ACTIVITY: Repeat only the lines below from the one containing "fn leaf(&self, targets: &[f64])" through the one containing "rows: &[usize]) ->", inclusive, exactly as written.

(Collected data entries)
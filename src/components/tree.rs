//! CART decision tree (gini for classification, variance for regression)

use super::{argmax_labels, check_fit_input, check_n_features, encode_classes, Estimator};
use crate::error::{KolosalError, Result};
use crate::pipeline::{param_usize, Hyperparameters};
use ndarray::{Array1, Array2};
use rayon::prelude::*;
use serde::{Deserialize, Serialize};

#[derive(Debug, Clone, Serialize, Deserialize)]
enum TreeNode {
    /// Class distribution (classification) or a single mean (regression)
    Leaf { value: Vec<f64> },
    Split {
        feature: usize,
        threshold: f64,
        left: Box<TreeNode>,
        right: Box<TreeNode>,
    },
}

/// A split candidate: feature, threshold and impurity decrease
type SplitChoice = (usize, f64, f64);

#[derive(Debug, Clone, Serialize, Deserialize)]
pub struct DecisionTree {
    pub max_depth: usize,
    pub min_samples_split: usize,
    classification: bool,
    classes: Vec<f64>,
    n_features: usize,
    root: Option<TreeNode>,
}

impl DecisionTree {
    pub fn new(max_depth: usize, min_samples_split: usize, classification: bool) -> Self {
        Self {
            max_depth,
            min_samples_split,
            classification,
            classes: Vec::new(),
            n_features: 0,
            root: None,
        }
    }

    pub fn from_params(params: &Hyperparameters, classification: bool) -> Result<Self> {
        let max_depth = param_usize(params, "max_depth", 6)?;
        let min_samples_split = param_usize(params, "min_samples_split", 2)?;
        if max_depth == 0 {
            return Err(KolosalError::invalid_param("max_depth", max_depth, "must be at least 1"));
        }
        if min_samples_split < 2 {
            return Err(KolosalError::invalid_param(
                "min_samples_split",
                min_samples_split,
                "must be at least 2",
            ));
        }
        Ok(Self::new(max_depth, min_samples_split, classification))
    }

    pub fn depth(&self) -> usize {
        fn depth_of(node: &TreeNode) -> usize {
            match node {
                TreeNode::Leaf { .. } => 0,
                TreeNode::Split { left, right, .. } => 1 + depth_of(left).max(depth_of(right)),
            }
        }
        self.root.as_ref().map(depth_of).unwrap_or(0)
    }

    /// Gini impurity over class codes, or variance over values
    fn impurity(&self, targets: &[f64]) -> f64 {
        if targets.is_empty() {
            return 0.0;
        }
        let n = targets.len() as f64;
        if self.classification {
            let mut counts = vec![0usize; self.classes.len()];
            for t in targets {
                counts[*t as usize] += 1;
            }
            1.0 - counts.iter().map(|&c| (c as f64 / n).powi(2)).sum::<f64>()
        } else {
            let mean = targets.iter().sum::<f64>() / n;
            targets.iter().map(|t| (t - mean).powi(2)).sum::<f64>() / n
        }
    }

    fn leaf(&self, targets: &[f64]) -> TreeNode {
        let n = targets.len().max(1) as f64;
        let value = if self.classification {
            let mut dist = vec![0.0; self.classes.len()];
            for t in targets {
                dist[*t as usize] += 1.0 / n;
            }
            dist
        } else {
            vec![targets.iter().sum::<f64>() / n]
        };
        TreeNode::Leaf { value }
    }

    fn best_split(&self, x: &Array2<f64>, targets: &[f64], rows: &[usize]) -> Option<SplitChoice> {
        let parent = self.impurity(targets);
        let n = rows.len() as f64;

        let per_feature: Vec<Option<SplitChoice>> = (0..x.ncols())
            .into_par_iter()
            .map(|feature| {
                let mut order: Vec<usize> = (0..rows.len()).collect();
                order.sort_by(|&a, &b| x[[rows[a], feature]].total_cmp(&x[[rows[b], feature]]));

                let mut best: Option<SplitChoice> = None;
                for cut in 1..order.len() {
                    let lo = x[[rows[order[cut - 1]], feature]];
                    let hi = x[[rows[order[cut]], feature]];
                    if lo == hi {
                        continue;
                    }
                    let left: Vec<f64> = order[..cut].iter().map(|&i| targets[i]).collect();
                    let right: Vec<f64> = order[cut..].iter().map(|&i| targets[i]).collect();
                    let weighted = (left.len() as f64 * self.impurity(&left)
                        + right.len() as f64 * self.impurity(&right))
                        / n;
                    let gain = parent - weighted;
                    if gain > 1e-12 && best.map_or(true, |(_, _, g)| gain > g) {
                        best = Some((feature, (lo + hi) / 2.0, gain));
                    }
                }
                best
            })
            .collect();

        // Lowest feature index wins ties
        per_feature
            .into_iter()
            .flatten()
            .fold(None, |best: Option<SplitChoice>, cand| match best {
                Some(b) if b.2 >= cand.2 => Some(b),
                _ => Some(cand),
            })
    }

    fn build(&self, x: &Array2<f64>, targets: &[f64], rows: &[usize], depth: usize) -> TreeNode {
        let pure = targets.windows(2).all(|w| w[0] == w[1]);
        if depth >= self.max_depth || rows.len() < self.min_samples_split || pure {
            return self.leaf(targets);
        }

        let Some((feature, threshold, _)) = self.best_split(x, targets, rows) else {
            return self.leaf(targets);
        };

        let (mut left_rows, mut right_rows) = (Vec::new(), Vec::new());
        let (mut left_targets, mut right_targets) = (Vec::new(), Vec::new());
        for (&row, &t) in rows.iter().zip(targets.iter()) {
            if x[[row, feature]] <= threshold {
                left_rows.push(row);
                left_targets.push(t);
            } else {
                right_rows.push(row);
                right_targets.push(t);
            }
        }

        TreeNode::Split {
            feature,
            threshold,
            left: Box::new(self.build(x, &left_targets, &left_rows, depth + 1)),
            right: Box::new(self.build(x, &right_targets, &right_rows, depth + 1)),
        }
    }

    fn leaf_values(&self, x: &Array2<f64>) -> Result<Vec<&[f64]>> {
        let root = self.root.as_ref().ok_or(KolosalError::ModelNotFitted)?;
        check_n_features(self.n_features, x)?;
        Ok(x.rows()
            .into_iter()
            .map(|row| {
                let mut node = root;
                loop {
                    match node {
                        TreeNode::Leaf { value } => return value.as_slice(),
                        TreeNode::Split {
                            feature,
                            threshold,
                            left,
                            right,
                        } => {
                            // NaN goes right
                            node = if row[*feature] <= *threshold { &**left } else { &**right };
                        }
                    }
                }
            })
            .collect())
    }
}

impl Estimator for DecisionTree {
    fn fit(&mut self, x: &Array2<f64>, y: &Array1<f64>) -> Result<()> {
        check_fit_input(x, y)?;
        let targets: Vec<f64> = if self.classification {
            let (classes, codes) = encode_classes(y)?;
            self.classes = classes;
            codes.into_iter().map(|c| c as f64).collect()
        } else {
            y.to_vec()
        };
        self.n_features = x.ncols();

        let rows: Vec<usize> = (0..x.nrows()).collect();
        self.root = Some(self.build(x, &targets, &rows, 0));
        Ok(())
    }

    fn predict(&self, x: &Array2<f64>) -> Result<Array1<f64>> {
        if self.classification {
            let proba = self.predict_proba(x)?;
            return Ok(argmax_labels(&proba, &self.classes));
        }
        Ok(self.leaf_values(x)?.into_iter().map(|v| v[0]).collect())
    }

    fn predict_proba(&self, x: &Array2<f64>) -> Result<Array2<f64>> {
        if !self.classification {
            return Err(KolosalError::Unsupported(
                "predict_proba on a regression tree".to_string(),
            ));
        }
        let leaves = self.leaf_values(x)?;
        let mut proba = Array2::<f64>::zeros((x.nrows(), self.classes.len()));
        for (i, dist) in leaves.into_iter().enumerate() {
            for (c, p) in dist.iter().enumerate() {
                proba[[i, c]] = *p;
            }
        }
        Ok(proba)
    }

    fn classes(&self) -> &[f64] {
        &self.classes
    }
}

RESULT OF THIS EXERCISE:
    fn leaf(&self, targets: &[f64]) -> TreeNode {
        let n = targets.len().max(1) as f64;
        let value = if self.classification {
            let mut dist = vec![0.0; self.classes.len()];
            for t in targets {
                dist[*t as usize] += 1.0 / n;
            }
            dist
        } else {
            vec![targets.iter().sum::<f64>() / n]
        };
        TreeNode::Leaf { value }
    }

    fn best_split(&self, x: &Array2<f64>, targets: &[f64], rows: &[usize]) -> Option<SplitChoice> {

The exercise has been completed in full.